Balance a Binary Search Tree

Patrick Leaton
Problem Description

Given the root of a binary search tree, return balanced binary search tree with the same node values. If there is more than one answer, return any of them.

A binary search tree is balanced if the depth of the two subtrees of every node never differs by more than 1.

 

Example 1:

Input: root = [1,null,2,null,3,null,4,null,null]
Output: [2,1,3,null,null,null,4]
Explanation: This is not the only correct answer, [3,1,4,null,2] is also correct.

Example 2:

Input: root = [2,1,3]
Output: [2,1,3]

 

Constraints:

  • The number of nodes in the tree is in the range [1, 10^4].
  • 1 <= Node.val <= 10^5

 

The description was taken from https://leetcode.com/problems/balance-a-binary-search-tree/.

Problem Solution

#O(N) Time, O(N) Space
class Solution:
    def balanceBST(self, root: TreeNode) -> TreeNode:
        tree = []
       
        def inorder(node: TreeNode) -> int:
            if not node:
                return
            left = inorder(node.left)
            tree.append(node.val)
            right = inorder(node.right)
       
        def construct(left:int, right:int) -> TreeNode:
            if left > right:
                return None
            mid = (left + right) // 2
            node = TreeNode(tree[mid])
            node.left = construct(left, mid-1)
            node.right = construct(mid+1, right)
            return node
       
        inorder(root)
        return construct(0, len(tree)-1)

Problem Explanation


This problem is a combination of Binary Tree Inorder Traversal and Convert Sorted Array to Binary Search Tree.

The overall idea of this question is we want to find the median node within an unbalanced tree, make that the root, and do the same thing for its left and right branches.

One thing to note here that isn't in the constraints is that it may seem that this has to be done in place, but the constraints just state the node values need to be the same, but we don't need to reorder the original tree.

To solve this, we can flatten the binary tree values into an array by performing an inorder traversal, then we can convert that flattened tree into a new tree by performing construction Depth-First Search.

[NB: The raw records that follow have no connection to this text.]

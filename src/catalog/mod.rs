pub mod builtin;
pub mod descriptor;

pub use descriptor::*;

use crate::error::CatalogError;
use ahash::AHashMap;
use itertools::Itertools;

/// Reserved pseudo-type for workflow entry points. Never a descriptor id:
/// triggers have no configuration, produce no resources, and follow the
/// special-cased rules in `validate_connection`.
pub const TRIGGER_SERVICE: &str = "trigger";

/// Immutable, keyed store of service descriptors: the single authority for
/// connection rules and default configurations.
///
/// Arena-style: descriptors live in a `Vec` in declaration order (which also
/// fixes the order of `valid_targets` for triggers), with a hash index for
/// id lookup. Construction validates the whole set; after that the catalog
/// is read-only and freely shareable.
#[derive(Debug, Clone, Default)]
pub struct ServiceCatalog {
    services: Vec<ServiceDescriptor>,
    index: AHashMap<String, usize>,
}

impl ServiceCatalog {
    /// Builds a catalog from a descriptor list, validating:
    ///
    /// - ids are unique and none claims the reserved `trigger` id;
    /// - every id referenced by a connection rule names a descriptor in the
    ///   set or is `trigger` (the set is closed under its own rules).
    pub fn new(services: Vec<ServiceDescriptor>) -> Result<Self, CatalogError> {
        let mut index = AHashMap::with_capacity(services.len());
        for (position, service) in services.iter().enumerate() {
            if service.id == TRIGGER_SERVICE {
                return Err(CatalogError::ReservedIdentifier(service.id.clone()));
            }
            if index.insert(service.id.clone(), position).is_some() {
                return Err(CatalogError::DuplicateService(service.id.clone()));
            }
        }

        for service in &services {
            let referenced = service
                .connection_rules
                .can_connect_to
                .iter()
                .chain(&service.connection_rules.can_receive_from)
                .unique();
            for id in referenced {
                if id != TRIGGER_SERVICE && !index.contains_key(id) {
                    return Err(CatalogError::UnknownRuleReference {
                        service_id: service.id.clone(),
                        referenced_id: id.clone(),
                    });
                }
            }
        }

        Ok(Self { services, index })
    }

    /// Looks up a descriptor by service id. `None` for unknown ids and for
    /// the `trigger` pseudo-type.
    pub fn get(&self, service_id: &str) -> Option<&ServiceDescriptor> {
        self.index
            .get(service_id)
            .map(|&position| &self.services[position])
    }

    pub fn contains(&self, service_id: &str) -> bool {
        self.index.contains_key(service_id)
    }

    /// All descriptors, in declaration order.
    pub fn services(&self) -> &[ServiceDescriptor] {
        &self.services
    }

    /// All service ids, in declaration order.
    pub fn ids(&self) -> impl Iterator<Item = &str> {
        self.services.iter().map(|service| service.id.as_str())
    }

    pub fn len(&self) -> usize {
        self.services.len()
    }

    pub fn is_empty(&self) -> bool {
        self.services.is_empty()
    }
}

Let's start by initializing our tree array.

        tree = []


Next, we will make an inorder traversal helper function that will take a node, recurse its left child, append the node's value to the tree array, then recurse its right child.

Since this is a binary search tree, this will allow us to get each node in order, as the name suggests, because each left child will be smaller than its parent, and each right child will be greater than its parent.

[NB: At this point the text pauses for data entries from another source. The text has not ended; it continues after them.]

//! Prelude module for convenient imports
//!
//! This module re-exports the most commonly used types and traits from the
//! stackforge crate. Import this module to get access to the core
//! functionality without having to import each type individually.
//!
//! # Example
//!
//! ```rust,no_run
//! use stackforge::prelude::*;
//!
//! # fn run_example() -> Result<()> {
//! // Load a saved workflow and export it as a template
//! let raw = std::fs::read_to_string("path/to/workflow.json")?;
//! let workflow: Workflow = serde_json::from_str(&raw)?;
//!
//! // The canvas validated edges before committing them; re-run the same
//! // check over the loaded document.
//! let catalog = builtin::aws_catalog();
//! for edge in &workflow.edges {
//!     let source = workflow.nodes.iter().find(|n| n.id == edge.source);
//!     let target = workflow.nodes.iter().find(|n| n.id == edge.target);
//!     if let (Some(source), Some(target)) = (source, target) {
//!         assert!(catalog.validate_connection(source, target));
//!     }
//! }
//!
//! let generator = TemplateGenerator::default();
//! let template = generator.generate(&workflow);
//! println!("{}", template.to_json()?);
//! # Ok(())
//! # }
//! ```

// Catalog and connection rules
pub use crate::catalog::{
    ConnectionRules, ServiceCatalog, ServiceDescriptor, TRIGGER_SERVICE, builtin,
};

// Workflow data model
pub use crate::workflow::{
    EdgeData, IntoWorkflow, NodeData, Position, Workflow, WorkflowEdge, WorkflowMetadata,
    WorkflowNode,
};

// Template generation
pub use crate::template::{
    EXECUTION_ROLE_LOGICAL_ID, Resource, ResourceBuilder, TemplateDocument, TemplateGenerator,
    sanitize_logical_id,
};

// Boundary collaborators
pub use crate::deploy::{StackStatus, StackSubmitter, Submission};
pub use crate::store::{MemoryStore, WorkflowStore};

// Error types
pub use crate::error::{CatalogError, StoreError, TemplateError, WorkflowConversionError};

// Result type alias for convenience
pub type Result<T> = std::result::Result<T, Box<dyn std::error::Error>>;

        def inorder(node: TreeNode) -> int:
            if not node:
                return
            left = inorder(node.left)
            tree.append(node.val)
            right = inorder(node.right)


Next, we will create a construct function to build the tree from the flattened tree array.

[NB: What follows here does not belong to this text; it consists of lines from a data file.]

use super::builders::{ResourceBuilder, create_builder_by_id, register_default_builders};
use super::{Resource, TemplateDocument, sanitize_logical_id};
use crate::workflow::Workflow;
use ahash::AHashMap;
use serde_json::json;

/// Logical id of the synthesized execution role. Fixed, so repeated
/// generation against the same resource map overwrites the single entry.
pub const EXECUTION_ROLE_LOGICAL_ID: &str = "LambdaExecutionRole";

/// Transforms a validated workflow graph into a `TemplateDocument`.
///
/// Dispatch is a registry keyed by service identifier, one
/// `ResourceBuilder` per supported type; adding a service type is a single
/// builder registration. Nodes whose service id has no registered builder
/// produce no resource and no error (best-effort generation).
///
/// Generation is a pure function of the workflow: no state is kept between
/// calls, and identical input yields byte-identical serialized output.
pub struct TemplateGenerator {
    registry: AHashMap<String, Box<dyn ResourceBuilder>>,
}

/// Configures the builder registry before freezing it into a generator.
pub struct TemplateGeneratorBuilder {
    registry: AHashMap<String, Box<dyn ResourceBuilder>>,
}

impl TemplateGeneratorBuilder {
    pub fn new() -> Self {
        let mut registry: AHashMap<String, Box<dyn ResourceBuilder>> = AHashMap::new();
        register_default_builders(&mut registry);
        Self { registry }
    }

    /// Registers a builder for a service type the builtin set does not
    /// cover, or overrides a builtin one.
    pub fn with_custom_builder(mut self, builder: Box<dyn ResourceBuilder>) -> Self {
        self.registry
            .insert(builder.service_id().to_string(), builder);
        self
    }

    /// Maps a host-specific service identifier onto a builtin builder, for
    /// canvases that name services differently.
    pub fn with_service_alias(mut self, alias: &str, builtin_id: &str) -> Self {
        if let Some(builder) = create_builder_by_id(builtin_id) {
            self.registry.insert(alias.to_string(), builder);
        }
        self
    }

    pub fn build(self) -> TemplateGenerator {
        TemplateGenerator {
            registry: self.registry,
        }
    }
}

impl Default for TemplateGeneratorBuilder {
    fn default() -> Self {
        Self::new()
    }
}

impl Default for TemplateGenerator {
    fn default() -> Self {
        Self::builder().build()
    }
}

impl TemplateGenerator {
    pub fn builder() -> TemplateGeneratorBuilder {
        TemplateGeneratorBuilder::new()
    }

    /// Generates the template for a workflow.
    ///
    /// Resources are emitted in node order, named by the sanitized node
    /// label (node id when the label is empty). Edges do not alter the
    /// generated declarations; the only cross-resource output is the
    /// shared execution role added by the supporting pass.
    pub fn generate(&self, workflow: &Workflow) -> TemplateDocument {
        let mut template = TemplateDocument::new(format!(
            "CloudFormation template for workflow: {}",
            workflow.name
        ));

        for node in &workflow.nodes {
            let Some(builder) = self.registry.get(node.service()) else {
                // Unknown or unsupported service: skipped, not an error.
                continue;
            };
            let logical_id = sanitize_logical_id(node.display_name());
            template.resources.insert(logical_id, builder.build(node));
        }

        self.add_supporting_resources(&mut template, workflow);
        template
    }

    /// Synthesizes derived resources no single node declares. Currently:
    /// one shared execution role if any node's builder requires it,
    /// however many such nodes exist.
    fn add_supporting_resources(&self, template: &mut TemplateDocument, workflow: &Workflow) {
        let needs_role = workflow.nodes.iter().any(|node| {
            self.registry
                .get(node.service())
                .is_some_and(|builder| builder.requires_execution_role())
        });

        if needs_role {
            template
                .resources
                .insert(EXECUTION_ROLE_LOGICAL_ID.to_string(), execution_role());
        }
    }
}

/// The fixed baseline role: assumable by the compute service principal,
/// granted the basic execution managed policy and nothing else.
fn execution_role() -> Resource {
    Resource {
        resource_type: "AWS::IAM::Role".to_string(),
        properties: json!({
            "AssumeRolePolicyDocument": {
                "Version": "2012-10-17",
                "Statement": [{
                    "Effect": "Allow",
                    "Principal": { "Service": "lambda.amazonaws.com" },
                    "Action": "sts:AssumeRole"
                }]
            },
            "ManagedPolicyArns": [
                "arn:aws:iam::aws:policy/service-role/AWSLambdaBasicExecutionRole"
            ],
        }),
    }
}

We will achieve this by utilizing both left and right pointers so that we can recursively pick a middle node from each range and create a subtree root from it.

        def construct(left:int, right:int) -> TreeNode:

 

During each call, if the left pointer is greater than the right pointer, then we have run out of elements to set a node with from the current array partition.

We will return none if this is the case and this child will be null.

            if left > right:
                return None

 

Otherwise, we will calculate the current middle value from the mean of the current call's left and right pointers.

We will then create a node using the element at the middle index.

            mid = (left + right) // 2
            node = TreeNode(tree[mid])

 

Once we have created our node, we will call the function on the left and right children.

The left child will be chosen using the array partition between the left pointer and one index to the left of the middle index.

The right child will be chosen using the partition between one index to the right of the middle index and the right pointer.

We don't include the middle element because we already have it set as a node.

            node.left = construct(left, mid-1)
            node.right = construct(mid+1, right)

 

Once values are returned from the previous function calls, we will return our current call's subtree root node.  

            return node


Now that we have our helper functions built, we just need to call the inorder function on the root node to flatten the tree, then from that flattened tree, we will construct a new tree with the initial range of the entire tree.